Try it
Determine the count of lines containing "starts" in the entries below and return only that figure.

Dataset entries
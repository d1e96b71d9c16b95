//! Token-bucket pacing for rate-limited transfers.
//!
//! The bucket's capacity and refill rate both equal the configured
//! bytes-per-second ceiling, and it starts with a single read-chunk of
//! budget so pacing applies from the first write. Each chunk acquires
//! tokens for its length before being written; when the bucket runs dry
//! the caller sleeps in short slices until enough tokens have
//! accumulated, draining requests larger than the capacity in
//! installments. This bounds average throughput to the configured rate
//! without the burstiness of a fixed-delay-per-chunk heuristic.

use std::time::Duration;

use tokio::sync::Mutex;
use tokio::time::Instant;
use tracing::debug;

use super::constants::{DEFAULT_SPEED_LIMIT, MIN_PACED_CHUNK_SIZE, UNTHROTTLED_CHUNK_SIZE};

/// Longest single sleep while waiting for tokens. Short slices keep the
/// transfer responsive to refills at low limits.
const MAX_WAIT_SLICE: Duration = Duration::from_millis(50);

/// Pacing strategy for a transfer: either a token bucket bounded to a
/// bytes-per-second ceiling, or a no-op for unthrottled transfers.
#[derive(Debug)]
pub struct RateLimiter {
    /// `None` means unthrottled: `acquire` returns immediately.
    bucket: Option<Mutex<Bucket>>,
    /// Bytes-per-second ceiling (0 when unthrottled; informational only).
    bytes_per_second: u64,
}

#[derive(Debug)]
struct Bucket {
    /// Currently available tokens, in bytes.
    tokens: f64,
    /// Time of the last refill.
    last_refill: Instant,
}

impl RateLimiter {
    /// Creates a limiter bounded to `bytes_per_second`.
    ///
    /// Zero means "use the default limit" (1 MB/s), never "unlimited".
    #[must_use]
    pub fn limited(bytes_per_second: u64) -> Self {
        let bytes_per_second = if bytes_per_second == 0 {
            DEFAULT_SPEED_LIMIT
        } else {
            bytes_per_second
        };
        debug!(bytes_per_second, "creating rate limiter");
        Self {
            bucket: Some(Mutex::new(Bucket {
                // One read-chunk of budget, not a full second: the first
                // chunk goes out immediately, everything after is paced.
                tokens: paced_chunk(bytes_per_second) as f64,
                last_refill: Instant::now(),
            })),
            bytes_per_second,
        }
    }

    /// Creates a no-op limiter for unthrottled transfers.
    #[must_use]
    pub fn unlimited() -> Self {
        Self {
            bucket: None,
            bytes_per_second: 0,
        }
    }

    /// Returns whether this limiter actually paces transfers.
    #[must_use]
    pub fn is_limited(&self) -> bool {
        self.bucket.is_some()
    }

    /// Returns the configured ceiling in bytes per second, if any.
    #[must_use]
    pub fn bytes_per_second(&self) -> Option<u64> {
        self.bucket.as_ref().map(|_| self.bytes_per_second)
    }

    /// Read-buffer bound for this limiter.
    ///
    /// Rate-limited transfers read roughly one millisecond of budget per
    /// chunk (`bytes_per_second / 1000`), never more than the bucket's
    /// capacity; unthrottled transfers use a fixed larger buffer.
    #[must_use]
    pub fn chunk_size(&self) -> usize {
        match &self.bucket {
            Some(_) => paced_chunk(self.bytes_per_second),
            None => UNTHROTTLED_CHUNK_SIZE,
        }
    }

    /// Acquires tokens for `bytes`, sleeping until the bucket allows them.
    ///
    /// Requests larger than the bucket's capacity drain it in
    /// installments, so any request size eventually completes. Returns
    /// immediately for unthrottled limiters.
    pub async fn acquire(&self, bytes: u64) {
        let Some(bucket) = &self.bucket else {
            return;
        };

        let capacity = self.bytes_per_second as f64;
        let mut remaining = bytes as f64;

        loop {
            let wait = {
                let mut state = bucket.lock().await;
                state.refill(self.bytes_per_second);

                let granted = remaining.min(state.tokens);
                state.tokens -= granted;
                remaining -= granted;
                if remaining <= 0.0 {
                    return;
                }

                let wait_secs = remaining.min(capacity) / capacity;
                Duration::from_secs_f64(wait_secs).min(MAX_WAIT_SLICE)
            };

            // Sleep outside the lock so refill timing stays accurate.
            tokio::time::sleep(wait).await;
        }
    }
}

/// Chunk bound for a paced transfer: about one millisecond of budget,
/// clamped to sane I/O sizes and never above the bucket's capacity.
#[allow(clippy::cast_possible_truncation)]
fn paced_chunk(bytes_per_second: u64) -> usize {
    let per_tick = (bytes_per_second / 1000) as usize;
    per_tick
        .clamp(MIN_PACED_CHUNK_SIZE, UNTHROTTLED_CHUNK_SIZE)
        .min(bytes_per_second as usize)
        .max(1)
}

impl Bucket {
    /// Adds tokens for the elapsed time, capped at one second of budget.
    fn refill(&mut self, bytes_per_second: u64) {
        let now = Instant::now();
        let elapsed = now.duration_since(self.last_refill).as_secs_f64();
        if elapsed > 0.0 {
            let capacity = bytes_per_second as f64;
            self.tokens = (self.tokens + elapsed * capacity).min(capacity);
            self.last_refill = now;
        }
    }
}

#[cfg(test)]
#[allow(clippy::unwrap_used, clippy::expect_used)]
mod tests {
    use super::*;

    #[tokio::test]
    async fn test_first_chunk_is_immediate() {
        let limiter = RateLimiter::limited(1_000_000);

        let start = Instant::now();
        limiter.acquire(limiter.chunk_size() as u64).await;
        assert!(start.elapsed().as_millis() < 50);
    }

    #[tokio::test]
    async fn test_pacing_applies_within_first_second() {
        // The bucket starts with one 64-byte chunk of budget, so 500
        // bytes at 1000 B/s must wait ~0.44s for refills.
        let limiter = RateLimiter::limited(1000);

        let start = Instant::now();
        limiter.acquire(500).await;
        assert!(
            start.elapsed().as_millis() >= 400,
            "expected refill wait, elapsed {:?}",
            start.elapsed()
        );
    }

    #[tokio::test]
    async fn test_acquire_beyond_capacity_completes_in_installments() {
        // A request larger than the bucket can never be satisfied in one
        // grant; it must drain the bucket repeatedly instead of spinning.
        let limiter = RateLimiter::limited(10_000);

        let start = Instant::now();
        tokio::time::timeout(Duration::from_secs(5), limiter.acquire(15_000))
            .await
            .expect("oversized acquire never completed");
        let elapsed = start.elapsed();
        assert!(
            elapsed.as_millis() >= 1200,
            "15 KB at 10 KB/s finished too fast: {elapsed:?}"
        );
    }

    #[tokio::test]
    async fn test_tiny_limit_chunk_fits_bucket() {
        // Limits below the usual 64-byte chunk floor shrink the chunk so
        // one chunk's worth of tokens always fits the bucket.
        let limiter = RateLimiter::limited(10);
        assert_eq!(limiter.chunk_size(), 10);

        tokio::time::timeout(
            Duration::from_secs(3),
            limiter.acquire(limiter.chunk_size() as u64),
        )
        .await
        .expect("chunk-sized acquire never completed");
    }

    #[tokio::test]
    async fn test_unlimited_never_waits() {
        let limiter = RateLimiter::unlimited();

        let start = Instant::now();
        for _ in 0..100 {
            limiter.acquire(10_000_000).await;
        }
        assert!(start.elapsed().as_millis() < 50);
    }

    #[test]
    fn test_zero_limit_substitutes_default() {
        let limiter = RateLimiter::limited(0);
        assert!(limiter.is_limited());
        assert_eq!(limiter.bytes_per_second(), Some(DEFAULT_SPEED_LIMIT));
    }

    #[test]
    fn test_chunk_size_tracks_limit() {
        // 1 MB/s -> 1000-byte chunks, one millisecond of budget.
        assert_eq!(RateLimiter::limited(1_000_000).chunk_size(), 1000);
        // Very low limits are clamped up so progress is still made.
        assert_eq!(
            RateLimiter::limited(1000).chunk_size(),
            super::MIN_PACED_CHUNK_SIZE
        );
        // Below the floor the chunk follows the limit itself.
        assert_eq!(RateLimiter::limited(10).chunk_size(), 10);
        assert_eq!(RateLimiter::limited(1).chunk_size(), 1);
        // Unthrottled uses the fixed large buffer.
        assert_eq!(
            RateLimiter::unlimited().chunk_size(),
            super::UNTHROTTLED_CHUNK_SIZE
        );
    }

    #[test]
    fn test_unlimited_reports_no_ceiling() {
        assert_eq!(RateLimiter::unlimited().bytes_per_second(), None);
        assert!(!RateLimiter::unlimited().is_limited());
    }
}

--

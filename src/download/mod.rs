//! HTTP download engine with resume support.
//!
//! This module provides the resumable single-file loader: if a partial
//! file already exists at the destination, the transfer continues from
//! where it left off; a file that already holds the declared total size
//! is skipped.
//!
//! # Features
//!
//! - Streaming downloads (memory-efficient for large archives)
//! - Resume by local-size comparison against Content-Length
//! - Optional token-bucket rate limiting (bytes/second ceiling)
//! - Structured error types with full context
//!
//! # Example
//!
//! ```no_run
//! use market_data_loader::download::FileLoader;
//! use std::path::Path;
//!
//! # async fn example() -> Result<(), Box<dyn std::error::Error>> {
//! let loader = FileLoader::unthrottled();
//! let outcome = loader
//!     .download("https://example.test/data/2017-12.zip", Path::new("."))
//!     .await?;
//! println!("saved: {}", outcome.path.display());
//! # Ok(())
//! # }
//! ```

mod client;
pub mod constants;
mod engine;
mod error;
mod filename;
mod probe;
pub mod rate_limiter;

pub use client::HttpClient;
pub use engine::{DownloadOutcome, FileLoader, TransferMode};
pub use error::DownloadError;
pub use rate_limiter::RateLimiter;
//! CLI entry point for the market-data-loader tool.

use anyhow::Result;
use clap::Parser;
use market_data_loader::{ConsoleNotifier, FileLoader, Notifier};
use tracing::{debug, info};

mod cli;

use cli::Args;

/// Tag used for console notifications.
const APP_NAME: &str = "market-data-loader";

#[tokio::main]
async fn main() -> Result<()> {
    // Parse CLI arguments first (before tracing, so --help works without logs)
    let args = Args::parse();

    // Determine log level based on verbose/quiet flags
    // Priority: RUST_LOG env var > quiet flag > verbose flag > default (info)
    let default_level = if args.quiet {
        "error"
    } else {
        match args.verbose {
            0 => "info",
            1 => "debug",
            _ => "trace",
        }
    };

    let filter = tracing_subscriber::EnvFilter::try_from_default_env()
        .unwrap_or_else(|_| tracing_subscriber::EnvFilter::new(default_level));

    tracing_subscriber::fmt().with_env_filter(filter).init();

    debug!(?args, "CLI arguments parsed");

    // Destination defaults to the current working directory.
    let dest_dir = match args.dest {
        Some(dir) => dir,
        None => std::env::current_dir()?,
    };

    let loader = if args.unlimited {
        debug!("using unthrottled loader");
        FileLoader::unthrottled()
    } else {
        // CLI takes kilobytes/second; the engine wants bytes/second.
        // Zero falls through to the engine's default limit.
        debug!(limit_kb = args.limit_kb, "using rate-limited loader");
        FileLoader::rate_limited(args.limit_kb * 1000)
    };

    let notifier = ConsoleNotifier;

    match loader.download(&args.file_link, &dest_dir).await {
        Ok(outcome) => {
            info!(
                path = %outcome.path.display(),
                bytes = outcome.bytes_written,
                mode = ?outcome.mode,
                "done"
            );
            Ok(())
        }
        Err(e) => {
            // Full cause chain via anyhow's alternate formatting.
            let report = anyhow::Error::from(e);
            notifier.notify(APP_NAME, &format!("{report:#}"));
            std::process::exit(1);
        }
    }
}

Output for this task
2